An injury the anterior cruciate ligament (ACL) is the most common form of injury to the knee joint. It mainly affects young players of sports like football, handball, floorball and basketball. In her research, Beischer has focused on adolescents’ and young adults’ return to sport after surgery.
Up to 30 percent proved to have suffered a second ACL injury, in the same or the other knee, shortly after returning to their sport. However, there were major differences depending on how long they had refrained from playing.
Of those who had returned to sport within nine months after surgery of the cruciate ligament, nearly a third (10 of 33 individuals) were injured again. Among those who waited nine months or more, the proportion suffering a new injury was considerably lower (8 of 126).
In total, 729 members of the two age groups of sports participants, adolescents (age 15-20) and young adults (age 21-30), were included in the various sub-studies in the thesis. Their rehabilitation in primary care was individualized by the respective physical therapists in charge.
Of the adolescents studied, half had returned to sport again as usual only eight months after surgery, while the young adults waited longer. Regardless of age group, only a quarter regained their previous thigh-muscle strength and jumping capacity before resuming their sporting activities.
Young sports participants, especially those below the age of 20, are recommended to extend their rehabilitation to at least nine months — preferably a year or more — and to ensure that their strength and jumping capacity are restored before they return to sport.

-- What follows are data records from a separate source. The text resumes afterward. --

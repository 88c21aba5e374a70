//! The UDP server: a fixed pool of blocking worker threads plus a
//! supervisor.
//!
//! Every worker owns its own socket, bound to the same local address with
//! `SO_REUSEPORT`, so the kernel spreads inbound datagrams across the pool
//! and each worker transmits on a private queue. Replies therefore always
//! leave from the address clients announced to.
//!
//! Workers block in `recv_from` with a short poll timeout so they can
//! observe the quit flag; there is no async runtime and no cooperative
//! yielding anywhere. The supervisor thread is the caller of
//! [`UdpServer::supervise`]: once per minute it prints the stats line and
//! runs one reaper pass over the swarm table.
use std::io::{self, Cursor};
use std::net::{SocketAddr, UdpSocket};
use std::sync::atomic::{AtomicBool, Ordering};
use std::sync::Arc;
use std::thread::{self, JoinHandle};
use std::time::Duration;

use log::{debug, error, info, warn};
use socket2::{Domain, Protocol, Socket, Type};
use thiserror::Error;

use super::connection_cookie::ConnectionCookie;
use super::handlers;
use super::MAX_PACKET_SIZE;
use crate::config::UdpTracker;
use crate::core::Tracker;

/// How often a blocked worker wakes up to check the quit flag.
const QUIT_POLL_INTERVAL: Duration = Duration::from_secs(1);

/// How often the supervisor prints the stats line and reaps stale peers.
const SUPERVISOR_INTERVAL: Duration = Duration::from_secs(60);

/// A worker gives up after this many receive failures in a row. A transient
/// failure resets the count.
const MAX_CONSECUTIVE_RECV_FAILURES: u32 = 16;

#[derive(Error, Debug)]
pub enum Error {
    #[error("invalid bind address {addr}: {source}")]
    InvalidBindAddress {
        addr: String,
        source: std::net::AddrParseError,
    },

    #[error("the udp tracker is ipv4 only, cannot bind to {addr}")]
    NotIpv4 { addr: SocketAddr },

    #[error("unable to set up the server sockets or threads: {source}")]
    Io {
        #[from]
        source: io::Error,
    },
}

/// A running UDP tracker server.
pub struct UdpServer {
    tracker: Arc<Tracker>,
    quit: Arc<AtomicBool>,
    workers: Vec<JoinHandle<()>>,
    bind_address: SocketAddr,
}

impl UdpServer {
    /// Binds the worker sockets and spawns the worker pool.
    ///
    /// # Errors
    ///
    /// Will return `Err` if the bind address does not parse or is not IPv4,
    /// if a socket cannot be bound, or if a thread cannot be spawned.
    pub fn start(tracker: Arc<Tracker>, config: &UdpTracker) -> Result<Self, Error> {
        let requested: SocketAddr = config
            .bind_address
            .parse()
            .map_err(|source| Error::InvalidBindAddress {
                addr: config.bind_address.clone(),
                source,
            })?;
        if !requested.is_ipv4() {
            return Err(Error::NotIpv4 { addr: requested });
        }

        let cookie = Arc::new(ConnectionCookie::new());
        let quit = Arc::new(AtomicBool::new(false));
        let num_threads = std::cmp::max(config.num_threads, 1) as usize;

        // The first bind resolves port 0 to a concrete port; the remaining
        // workers join the same reuseport group.
        let first = bind_worker_socket(requested, config.socket_buffer_size)?;
        let bind_address = first.local_addr()?;

        let mut sockets = vec![first];
        for _ in 1..num_threads {
            sockets.push(bind_worker_socket(bind_address, config.socket_buffer_size)?);
        }

        let workers = sockets
            .into_iter()
            .enumerate()
            .map(|(id, socket)| {
                let tracker = tracker.clone();
                let cookie = cookie.clone();
                let quit = quit.clone();
                thread::Builder::new()
                    .name(format!("udp-worker-{id}"))
                    .spawn(move || worker_loop(&socket, &tracker, &cookie, &quit))
            })
            .collect::<io::Result<Vec<_>>>()?;

        info!("listening on udp://{bind_address} with {num_threads} workers");

        Ok(Self {
            tracker,
            quit,
            workers,
            bind_address,
        })
    }

    /// The resolved local address, useful when the configured port was `0`.
    #[must_use]
    pub fn bind_address(&self) -> SocketAddr {
        self.bind_address
    }

    /// The flag that stops the server. Register it with the process signal
    /// handlers, or store `true` from anywhere else.
    #[must_use]
    pub fn quit_flag(&self) -> Arc<AtomicBool> {
        self.quit.clone()
    }

    /// Runs the supervisor loop on the calling thread until the quit flag is
    /// raised, then joins the workers.
    ///
    /// Once per minute: sample and print the stats counters, then expire
    /// stale peers in the next batch of swarms.
    pub fn supervise(self) {
        let mut elapsed = Duration::ZERO;

        while !self.quit.load(Ordering::Relaxed) {
            thread::sleep(QUIT_POLL_INTERVAL);
            elapsed += QUIT_POLL_INTERVAL;

            if elapsed >= SUPERVISOR_INTERVAL {
                elapsed = Duration::ZERO;

                info!("{}", self.tracker.stats.sample_and_reset());

                let report = self.tracker.purge_inactive_peers();
                if report.evicted_peers > 0 || report.removed_swarms > 0 {
                    debug!(
                        "reaper: visited {} swarms, evicted {} peers, removed {} swarms",
                        report.visited, report.evicted_peers, report.removed_swarms
                    );
                }
            }
        }

        self.shutdown();
    }

    /// Stops the server: raises the quit flag and joins every worker.
    /// In-flight datagrams are not drained.
    pub fn shutdown(self) {
        self.quit.store(true, Ordering::Relaxed);

        for worker in self.workers {
            let name = worker.thread().name().unwrap_or("udp-worker").to_owned();
            if worker.join().is_err() {
                error!("{name} panicked");
            }
        }

        info!("udp server on {} stopped", self.bind_address);
    }
}

/// Binds one worker socket: `SO_REUSEADDR` + `SO_REUSEPORT` so the pool can
/// share the address, and the configured buffer sizes. Buffer sizing is best
/// effort, a refusal by the kernel is only logged.
fn bind_worker_socket(addr: SocketAddr, buffer_size: usize) -> io::Result<UdpSocket> {
    let socket = Socket::new(Domain::IPV4, Type::DGRAM, Some(Protocol::UDP))?;

    socket.set_reuse_address(true)?;
    #[cfg(all(unix, not(any(target_os = "solaris", target_os = "illumos"))))]
    socket.set_reuse_port(true)?;

    if let Err(e) = socket.set_recv_buffer_size(buffer_size) {
        warn!("failed to set socket receive buffer size to {buffer_size}: {e}");
    }
    if let Err(e) = socket.set_send_buffer_size(buffer_size) {
        warn!("failed to set socket send buffer size to {buffer_size}: {e}");
    }

    socket.bind(&addr.into())?;

    let socket: UdpSocket = socket.into();
    socket.set_read_timeout(Some(QUIT_POLL_INTERVAL))?;

    Ok(socket)
}

/// One worker: receive, dispatch, reply, until the quit flag is raised or
/// the socket fails for good.
fn worker_loop(socket: &UdpSocket, tracker: &Tracker, cookie: &ConnectionCookie, quit: &AtomicBool) {
    let mut payload = [0u8; MAX_PACKET_SIZE];
    let mut response_buffer = [0u8; MAX_PACKET_SIZE];
    let mut consecutive_failures: u32 = 0;

    while !quit.load(Ordering::Relaxed) {
        let (len, from) = match socket.recv_from(&mut payload) {
            Ok(received) => {
                consecutive_failures = 0;
                received
            }
            Err(e) if matches!(e.kind(), io::ErrorKind::WouldBlock | io::ErrorKind::TimedOut) => continue,
            Err(e) if e.kind() == io::ErrorKind::Interrupted => continue,
            Err(e) => {
                error!("recvfrom failed: {e}");
                consecutive_failures += 1;
                if consecutive_failures >= MAX_CONSECUTIVE_RECV_FAILURES {
                    error!("giving up on the receive socket");
                    break;
                }
                continue;
            }
        };

        tracker.stats.add_bytes_in(len);

        let SocketAddr::V4(from) = from else {
            tracker.stats.increase_errors();
            continue;
        };

        let Some(response) = handlers::handle_packet(&payload[..len], from, tracker, cookie) else {
            continue;
        };

        let mut cursor = Cursor::new(&mut response_buffer[..]);
        if let Err(e) = response.write(&mut cursor) {
            error!("could not encode a response for {from}: {e}");
            continue;
        }
        #[allow(clippy::cast_possible_truncation)]
        let len = cursor.position() as usize;

        send_response(socket, &response_buffer[..len], from, tracker);
    }
}

/// Sends one reply, retrying on `EINTR`. A failed send is logged and the
/// worker moves on; the client will retransmit if it cares.
fn send_response(socket: &UdpSocket, payload: &[u8], to: std::net::SocketAddrV4, tracker: &Tracker) {
    loop {
        match socket.send_to(payload, SocketAddr::V4(to)) {
            Ok(sent) => {
                tracker.stats.add_bytes_out(sent);
                return;
            }
            Err(e) if e.kind() == io::ErrorKind::Interrupted => continue,
            Err(e) => {
                error!("sendto {to} failed: {e}");
                return;
            }
        }
    }
}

To determine whether a person is ready to return, physical therapists are recommended to assess young sports players by using questionnaires and tests of thigh-muscle strength and jumping capacity. This takes place today in the “Project ACL” (Projekt Korsband), in which the University of Gothenburg is an active partner.
“It imposes extreme demands on us as physical therapists. We have to engage, support and create motivation for these people, so that their rehabilitation is completed and we don’t let them go back too soon. It’s also important for the physical therapist and orthopedist early on, before the operation, to tell the patient that rehab takes time. It’s a matter of having the right expectations,” Susanne Beischer says.
Participants in the study were recruited mainly from the Gothenburg region through the physical therapists and/or orthopedists responsible for their treatment.